**Required work**
For the entries below, work out how many lines include the string "crates", then write only that number.

Segment Open

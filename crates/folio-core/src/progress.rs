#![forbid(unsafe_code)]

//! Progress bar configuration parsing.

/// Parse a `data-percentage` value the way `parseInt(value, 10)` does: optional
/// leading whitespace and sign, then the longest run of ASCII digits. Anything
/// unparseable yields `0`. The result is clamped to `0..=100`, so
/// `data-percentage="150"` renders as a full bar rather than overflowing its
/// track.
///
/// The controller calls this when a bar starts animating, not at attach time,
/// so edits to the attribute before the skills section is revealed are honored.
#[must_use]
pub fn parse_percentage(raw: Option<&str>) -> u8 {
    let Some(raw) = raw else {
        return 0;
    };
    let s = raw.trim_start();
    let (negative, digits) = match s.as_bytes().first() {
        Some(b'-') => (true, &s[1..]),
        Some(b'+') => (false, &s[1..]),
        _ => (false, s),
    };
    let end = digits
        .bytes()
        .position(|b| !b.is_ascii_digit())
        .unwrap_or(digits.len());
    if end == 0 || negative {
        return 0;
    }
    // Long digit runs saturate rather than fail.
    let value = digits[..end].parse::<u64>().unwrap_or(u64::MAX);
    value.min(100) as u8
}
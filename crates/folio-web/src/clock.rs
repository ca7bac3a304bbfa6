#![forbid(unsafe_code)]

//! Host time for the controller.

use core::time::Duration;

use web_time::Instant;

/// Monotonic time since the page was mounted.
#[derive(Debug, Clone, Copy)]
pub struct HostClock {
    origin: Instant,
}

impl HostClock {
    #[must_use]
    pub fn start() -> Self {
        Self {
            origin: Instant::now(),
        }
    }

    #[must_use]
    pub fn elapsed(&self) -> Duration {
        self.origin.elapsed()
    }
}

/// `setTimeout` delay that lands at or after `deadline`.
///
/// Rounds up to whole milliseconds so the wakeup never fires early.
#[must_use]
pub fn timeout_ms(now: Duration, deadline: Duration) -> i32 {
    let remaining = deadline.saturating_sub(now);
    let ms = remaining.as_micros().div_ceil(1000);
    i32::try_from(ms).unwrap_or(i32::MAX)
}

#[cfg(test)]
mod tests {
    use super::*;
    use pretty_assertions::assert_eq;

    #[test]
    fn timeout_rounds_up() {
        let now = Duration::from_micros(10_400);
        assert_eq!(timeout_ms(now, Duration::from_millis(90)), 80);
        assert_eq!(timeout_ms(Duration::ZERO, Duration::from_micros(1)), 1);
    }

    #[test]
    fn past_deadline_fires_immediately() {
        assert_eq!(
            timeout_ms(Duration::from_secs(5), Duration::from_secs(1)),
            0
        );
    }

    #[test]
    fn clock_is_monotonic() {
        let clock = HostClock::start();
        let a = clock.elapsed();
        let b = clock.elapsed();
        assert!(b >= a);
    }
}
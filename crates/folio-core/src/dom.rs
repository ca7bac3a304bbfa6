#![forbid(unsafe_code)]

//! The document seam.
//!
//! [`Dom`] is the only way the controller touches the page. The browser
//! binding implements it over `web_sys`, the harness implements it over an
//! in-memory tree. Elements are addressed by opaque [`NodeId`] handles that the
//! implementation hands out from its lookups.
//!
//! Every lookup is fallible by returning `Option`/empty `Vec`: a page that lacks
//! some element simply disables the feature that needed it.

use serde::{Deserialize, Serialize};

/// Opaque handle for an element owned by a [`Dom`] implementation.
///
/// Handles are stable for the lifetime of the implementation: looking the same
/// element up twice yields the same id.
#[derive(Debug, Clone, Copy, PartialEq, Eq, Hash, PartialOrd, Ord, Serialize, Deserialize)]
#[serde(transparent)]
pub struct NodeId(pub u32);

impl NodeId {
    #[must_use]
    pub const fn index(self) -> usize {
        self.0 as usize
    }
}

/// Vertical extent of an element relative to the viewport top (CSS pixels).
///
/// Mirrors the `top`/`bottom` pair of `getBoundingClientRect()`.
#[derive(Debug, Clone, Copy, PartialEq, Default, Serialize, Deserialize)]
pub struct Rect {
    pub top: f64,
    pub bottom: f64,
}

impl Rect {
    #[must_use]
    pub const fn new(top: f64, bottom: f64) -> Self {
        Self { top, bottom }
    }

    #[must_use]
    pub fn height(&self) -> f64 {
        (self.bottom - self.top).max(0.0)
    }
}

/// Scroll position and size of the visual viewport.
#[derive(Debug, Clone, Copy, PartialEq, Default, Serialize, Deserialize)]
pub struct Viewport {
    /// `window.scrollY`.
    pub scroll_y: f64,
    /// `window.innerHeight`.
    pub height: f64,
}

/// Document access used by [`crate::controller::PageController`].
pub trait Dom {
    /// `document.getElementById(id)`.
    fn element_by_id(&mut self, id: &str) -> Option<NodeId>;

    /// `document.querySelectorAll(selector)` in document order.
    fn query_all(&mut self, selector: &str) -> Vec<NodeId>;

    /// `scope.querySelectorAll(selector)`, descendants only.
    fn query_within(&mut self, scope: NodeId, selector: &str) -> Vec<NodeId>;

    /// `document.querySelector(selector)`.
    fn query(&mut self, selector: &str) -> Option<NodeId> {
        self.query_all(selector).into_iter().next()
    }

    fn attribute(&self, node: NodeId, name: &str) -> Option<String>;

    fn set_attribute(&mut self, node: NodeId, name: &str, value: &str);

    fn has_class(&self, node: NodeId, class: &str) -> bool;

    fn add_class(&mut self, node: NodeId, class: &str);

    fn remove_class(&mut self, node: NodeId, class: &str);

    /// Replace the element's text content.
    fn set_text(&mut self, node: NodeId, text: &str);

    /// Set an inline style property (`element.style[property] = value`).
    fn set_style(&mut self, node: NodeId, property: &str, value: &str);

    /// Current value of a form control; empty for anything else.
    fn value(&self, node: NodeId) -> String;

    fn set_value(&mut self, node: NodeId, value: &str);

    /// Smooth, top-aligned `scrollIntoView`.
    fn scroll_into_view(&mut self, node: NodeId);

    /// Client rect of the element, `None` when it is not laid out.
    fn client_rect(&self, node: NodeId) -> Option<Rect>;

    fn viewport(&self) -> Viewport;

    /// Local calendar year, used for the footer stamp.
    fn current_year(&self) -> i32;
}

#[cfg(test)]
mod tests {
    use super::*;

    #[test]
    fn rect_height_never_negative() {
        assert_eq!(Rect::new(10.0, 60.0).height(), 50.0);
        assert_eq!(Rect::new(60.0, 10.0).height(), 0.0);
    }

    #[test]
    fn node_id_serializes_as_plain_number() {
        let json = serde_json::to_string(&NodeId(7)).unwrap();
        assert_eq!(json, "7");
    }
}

Segment Closed

**Reply**
3